Portrait von Eric Grosse
© Thorsten MohrJun.-Prof. Dr. Eric Grosse

Automatisierung und Künstliche Intelligenz spielen auch in Logistik und Lagerhaltung eine zentrale Rolle. Immer mehr Roboter kommen in Lagerhäusern zum Einsatz, um Waren zu transportieren oder Lagerbestände zu überwachen. Nach wie vor dabei: der Mensch. Doch was ist wichtig für eine gute Zusammenarbeit zwischen Mensch und Roboter? Das hat eine Meta-Studie von Wirtschaftswissenschaftlern und Psychologen der Universität des Saarlandes gezeigt, die jüngst publiziert wurde.

Sie ist in der aktuellen Ausgabe des Fachmagazins „Computers & Industrial Engineering“ erschienen.  

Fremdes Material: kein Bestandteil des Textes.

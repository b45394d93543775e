//! Farmer profile signals, supplied by the enrollment and prediction layers.
//!
//! Read-only to this crate: risk scores and crop labels are produced
//! elsewhere and only rank or bucket farmers here. Nothing in the core
//! mutates or persists them.

use serde::{Deserialize, Serialize};

/// One farmer's profile signal.
#[derive(Debug, Clone, Serialize, Deserialize)]
#[serde(rename_all = "camelCase")]
pub struct FarmerProfile {
    /// Farmer identifier. Matches advisory-store subjects.
    pub subject: String,

    pub location: String,

    pub crop_type: String,

    /// Pest and disease risk prediction, 0–100.
    pub risk_score: u8,
}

Es gibt wohl kaum ein großes Unternehmen, durch dessen Lagerhäuser nicht irgendwo irgendein Roboter flitzt und Waren ins Regal stellt oder sie herausnimmt. In anderen Hallen fliegen Drohnen in schwindelerregende Höhen, um aus der Vogelperspektive die obersten Regalreihen zu inspizieren, die von einem Menschen nur schwer zu erreichen sind. Die Zusammenarbeit zwischen Mensch und Robotern, englisch „Human-robot collaboration“ (HRC), wird in Zukunft noch viel bedeutsamer werden: Machten Logistik-Roboter im Jahr 2017 gerade mal knapp 4 Prozent des gesamten weltweiten Robotik-Markts aus, gehen Wissenschaftlerinnen und Wissenschaftler davon aus, dass der Anteil der fleißigen Helfer in den Lagerhäusern dieser Welt bis 2025 auf stolze 32 Prozent am Gesamtmarkt steigen wird. Immer schneller müssen Waren heute, oft auf individuellen Wunsch zusammengestellt, von der Fabrik an ihr Lieferziel gelangen. Diese Anforderung sorgt in der Logistik für gewaltige Umwälzungen, die nur mithilfe von Robotern in den Griff zu kriegen sind.

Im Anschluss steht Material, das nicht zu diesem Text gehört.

//! CLI interface for Krishi.
//!
//! Operator-facing commands over the ledger, the advisory store, and the
//! officer reports. Each subcommand is non-interactive: arguments in,
//! structured output out. Results go to stdout; failures go to stderr via
//! the caller and exit non-zero.

mod format;

use std::fs;
use std::path::{Path, PathBuf};
use std::sync::Arc;

use clap::{Parser, Subcommand, ValueEnum};
use jiff::Zoned;
use jiff::civil::Date;

use crate::advisory::AdvisoryStore;
use crate::analytics::Aggregator;
use crate::gateway::{AdvisoryRequest, Gateway, SubsidyDecision};
use crate::ledger::Ledger;
use crate::model::{AdvisoryKind, FarmerProfile, Resolution};

use format::{format_advisory_line, format_bulk_outcome, format_priority_entry};

/// The wired-up components a CLI invocation runs against.
pub struct App {
    pub gateway: Gateway,
    pub aggregator: Aggregator,
    pub ledger: Arc<Ledger>,
    pub advisories: Arc<AdvisoryStore>,
}

/// Krishi — advisory lifecycle and integrity ledger.
#[derive(Debug, Parser)]
#[command(name = "krishi", after_long_help = WORKFLOW_HELP)]
pub struct Cli {
    #[command(subcommand)]
    pub command: Command,
}

const WORKFLOW_HELP: &str = r#"Workflow: issuing and tracking an advisory
  1. krishi advisory issue 9876500001 --kind pest --message "Spray neem oil within 2 days"
     → prints the advisory id (e.g. 12_9876500001)
  2. krishi advisory resolve 9876500001 12_9876500001 followed
  3. krishi report adoption
  4. krishi ledger verify

Reports:
  krishi report priority --profiles farmers.json --top 20
  krishi report crops --profiles farmers.json"#;

#[derive(Debug, Subcommand)]
pub enum Command {
    /// Inspect the audit ledger: verify integrity, export records.
    Ledger {
        #[command(subcommand)]
        command: LedgerCommand,
    },

    /// Record subsidy-eligibility decisions on the ledger.
    Subsidy {
        #[command(subcommand)]
        command: SubsidyCommand,
    },

    /// Issue, resolve, and list advisories.
    Advisory {
        #[command(subcommand)]
        command: AdvisoryCommand,
    },

    /// Officer reports over advisory histories.
    Report {
        #[command(subcommand)]
        command: ReportCommand,
    },
}

#[derive(Debug, Subcommand)]
pub enum LedgerCommand {
    /// Verify the chain end-to-end. Exits non-zero on a broken chain.
    Verify,

    /// Export the full chain as JSON to `--out` (or stdout).
    Export {
        #[arg(long)]
        out: Option<PathBuf>,
    },
}

#[derive(Debug, Subcommand)]
pub enum SubsidyCommand {
    /// Record a subsidy-eligibility decision for a farmer.
    ///
    /// Only decisions granting at least one scheme reach the ledger.
    Record {
        subject: String,

        /// Land holding in acres.
        #[arg(long)]
        land: f64,

        #[arg(long, default_value = "General")]
        category: String,

        /// A scheme the farmer qualified for. Repeatable; none = ineligible.
        #[arg(long = "scheme")]
        schemes: Vec<String>,
    },
}

#[derive(Debug, Subcommand)]
pub enum AdvisoryCommand {
    /// Issue an advisory to one farmer. Prints the advisory id.
    Issue {
        subject: String,

        #[arg(long, value_enum)]
        kind: KindArg,

        #[arg(long)]
        message: String,

        /// Issue date (YYYY-MM-DD). Defaults to today.
        #[arg(long)]
        date: Option<String>,
    },

    /// Issue the same advisory to many farmers, reporting each outcome.
    Bulk {
        /// Target farmer. Repeatable.
        #[arg(long = "to", required = true)]
        subjects: Vec<String>,

        #[arg(long, value_enum)]
        kind: KindArg,

        #[arg(long)]
        message: String,

        /// Issue date (YYYY-MM-DD). Defaults to today.
        #[arg(long)]
        date: Option<String>,
    },

    /// Record a farmer's outcome for a pending advisory.
    Resolve {
        subject: String,

        id: String,

        #[arg(value_enum)]
        outcome: OutcomeArg,
    },

    /// Show a farmer's most recent advisories, oldest first.
    History {
        subject: String,

        #[arg(long, default_value_t = 10)]
        limit: usize,
    },
}

#[derive(Debug, Subcommand)]
pub enum ReportCommand {
    /// Advisory adoption rate across all farmers.
    Adoption,

    /// Farmers needing attention, riskiest first.
    Priority {
        /// JSON file of farmer profiles (subject, location, cropType, riskScore).
        #[arg(long)]
        profiles: PathBuf,

        #[arg(long, default_value_t = 20)]
        top: usize,
    },

    /// Share of farmers per crop.
    Crops {
        /// JSON file of farmer profiles.
        #[arg(long)]
        profiles: PathBuf,
    },
}

/// CLI-facing advisory kind, mapped to the domain `AdvisoryKind`.
#[derive(Debug, Clone, ValueEnum)]
pub enum KindArg {
    Irrigation,
    Fertilizer,
    Pesticide,
    Weather,
    Pest,
}

impl KindArg {
    fn to_domain(&self) -> AdvisoryKind {
        match self {
            Self::Irrigation => AdvisoryKind::Irrigation,
            Self::Fertilizer => AdvisoryKind::Fertilizer,
            Self::Pesticide => AdvisoryKind::Pesticide,
            Self::Weather => AdvisoryKind::Weather,
            Self::Pest => AdvisoryKind::Pest,
        }
    }
}

/// CLI-facing outcome, mapped to the domain `Resolution`.
#[derive(Debug, Clone, ValueEnum)]
pub enum OutcomeArg {
    Followed,
    Ignored,
}

impl OutcomeArg {
    fn to_domain(&self) -> Resolution {
        match self {
            Self::Followed => Resolution::Followed,
            Self::Ignored => Resolution::Ignored,
        }
    }
}

/// Run the CLI, returning an error message on failure.
pub fn run(app: &App) -> Result<(), String> {
    let cli = Cli::parse();

    match cli.command {
        Command::Ledger { command } => match command {
            LedgerCommand::Verify => cmd_ledger_verify(app),
            LedgerCommand::Export { out } => cmd_ledger_export(app, out.as_deref()),
        },
        Command::Subsidy { command } => match command {
            SubsidyCommand::Record {
                subject,
                land,
                category,
                schemes,
            } => cmd_subsidy_record(app, subject, land, category, schemes),
        },
        Command::Advisory { command } => match command {
            AdvisoryCommand::Issue {
                subject,
                kind,
                message,
                date,
            } => cmd_advisory_issue(app, subject, &kind, message, date.as_deref()),
            AdvisoryCommand::Bulk {
                subjects,
                kind,
                message,
                date,
            } => cmd_advisory_bulk(app, &subjects, &kind, &message, date.as_deref()),
            AdvisoryCommand::Resolve {
                subject,
                id,
                outcome,
            } => cmd_advisory_resolve(app, &subject, &id, &outcome),
            AdvisoryCommand::History { subject, limit } => {
                cmd_advisory_history(app, &subject, limit)
            }
        },
        Command::Report { command } => match command {
            ReportCommand::Adoption => cmd_report_adoption(app),
            ReportCommand::Priority { profiles, top } => {
                cmd_report_priority(app, &profiles, top)
            }
            ReportCommand::Crops { profiles } => cmd_report_crops(app, &profiles),
        },
    }
}

fn cmd_ledger_verify(app: &App) -> Result<(), String> {
    if app.gateway.verify_ledger() {
        let records = app.ledger.snapshot().len();
        println!("ledger ok ({records} records)");
        Ok(())
    } else {
        Err("ledger verification FAILED — writes are refused until the log is repaired".into())
    }
}

fn cmd_ledger_export(app: &App, out: Option<&Path>) -> Result<(), String> {
    let chain = app.ledger.snapshot();
    let json = serde_json::to_string_pretty(&chain)
        .map_err(|e| format!("failed to serialize ledger: {e}"))?;

    match out {
        Some(path) => {
            fs::write(path, &json).map_err(|e| format!("failed to write {}: {e}", path.display()))?;
            eprintln!("Exported {} records → {}", chain.len(), path.display());
        }
        None => {
            println!("{json}");
        }
    }
    Ok(())
}

fn cmd_subsidy_record(
    app: &App,
    subject: String,
    land: f64,
    category: String,
    schemes: Vec<String>,
) -> Result<(), String> {
    let decision = SubsidyDecision {
        subject,
        land_acres: land,
        category,
        schemes,
    };
    let recorded = app
        .gateway
        .record_subsidy_check(&decision)
        .map_err(|e| format!("failed to record subsidy check: {e}"))?;

    match recorded {
        Some(record) => println!("recorded at index {}", record.index),
        None => println!("not eligible — nothing recorded"),
    }
    Ok(())
}

fn cmd_advisory_issue(
    app: &App,
    subject: String,
    kind: &KindArg,
    message: String,
    date: Option<&str>,
) -> Result<(), String> {
    let request = AdvisoryRequest {
        subject,
        kind: kind.to_domain(),
        message,
        issued_at: parse_date(date)?,
    };
    let record = app
        .gateway
        .issue_advisory(&request)
        .map_err(|e| format!("failed to issue advisory: {e}"))?;

    println!("{}", record.id);
    Ok(())
}

fn cmd_advisory_bulk(
    app: &App,
    subjects: &[String],
    kind: &KindArg,
    message: &str,
    date: Option<&str>,
) -> Result<(), String> {
    let outcomes = app
        .gateway
        .issue_bulk(subjects, kind.to_domain(), message, parse_date(date)?)
        .map_err(|e| format!("failed to send bulk advisory: {e}"))?;

    let sent = outcomes.iter().filter(|o| o.result.is_ok()).count();
    for outcome in &outcomes {
        println!("{}", format_bulk_outcome(outcome));
    }
    eprintln!("Sent {sent}/{} advisories", outcomes.len());
    Ok(())
}

fn cmd_advisory_resolve(
    app: &App,
    subject: &str,
    id: &str,
    outcome: &OutcomeArg,
) -> Result<(), String> {
    let record = app
        .gateway
        .resolve_advisory(subject, id, outcome.to_domain())
        .map_err(|e| format!("failed to resolve advisory: {e}"))?;

    println!("{} → {}", record.id, record.status);
    Ok(())
}

fn cmd_advisory_history(app: &App, subject: &str, limit: usize) -> Result<(), String> {
    let history = app.advisories.history(subject, limit);
    if history.is_empty() {
        println!("No advisories for {subject}");
        return Ok(());
    }
    for record in &history {
        println!("{}", format_advisory_line(record));
    }
    Ok(())
}

fn cmd_report_adoption(app: &App) -> Result<(), String> {
    println!("adoption rate: {:.1}%", app.aggregator.adoption_rate());
    Ok(())
}

fn cmd_report_priority(app: &App, profiles: &Path, top: usize) -> Result<(), String> {
    let profiles = load_profiles(profiles)?;
    let overview = app.aggregator.overview(&profiles, top);

    println!(
        "{} farmers, adoption {:.1}%",
        overview.total_farmers, overview.adoption_rate
    );
    if overview.priority.is_empty() {
        println!("No farmers need attention");
        return Ok(());
    }
    for entry in &overview.priority {
        println!("{}", format_priority_entry(entry));
    }
    Ok(())
}

fn cmd_report_crops(app: &App, profiles: &Path) -> Result<(), String> {
    let profiles = load_profiles(profiles)?;
    for (crop, share) in app.aggregator.crop_distribution(&profiles) {
        println!("{crop}  {share:.1}%");
    }
    Ok(())
}

/// Parses `--date`, defaulting to today in the system time zone.
fn parse_date(date: Option<&str>) -> Result<Date, String> {
    match date {
        Some(raw) => raw
            .parse::<Date>()
            .map_err(|e| format!("invalid --date: {e}")),
        None => Ok(Zoned::now().date()),
    }
}

/// Loads farmer profiles from a JSON file supplied by the enrollment layer.
fn load_profiles(path: &Path) -> Result<Vec<FarmerProfile>, String> {
    let json = fs::read_to_string(path)
        .map_err(|e| format!("failed to read {}: {e}", path.display()))?;
    serde_json::from_str(&json).map_err(|e| format!("invalid profiles at {}: {e}", path.display()))
}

Die Aussichten auf die rasante Bedeutungszunahme der Roboter in der Logistik waren für die Wirtschaftswissenschaftler Eric Grosse, Stefan Morana, Frederic Jacob und ihren Kollegen Cornelius König aus der Psychologie der Grund, die Beziehungen zwischen Mensch und Maschine genauer unter die Lupe zu nehmen. Die vier Forscher haben in einer Meta-Studie die Literatur zum Thema HRC in der Lagerhaltung gesichtet und untersucht, welche Aspekte den Wissenschaftlerinnen und Wissenschaftlern, die dieses Gebiet untersuchen, besonders wichtig sind. „Roboter sind heute schon mehr ‚mechanische Kollegen‘ statt technisches Hilfsmittel“, heißt es in der Studie. Aber was genau erwartet die Wissenschaft, aus der stetig neue Impulse für die Wirtschaft kommen, von Robotern und Menschen?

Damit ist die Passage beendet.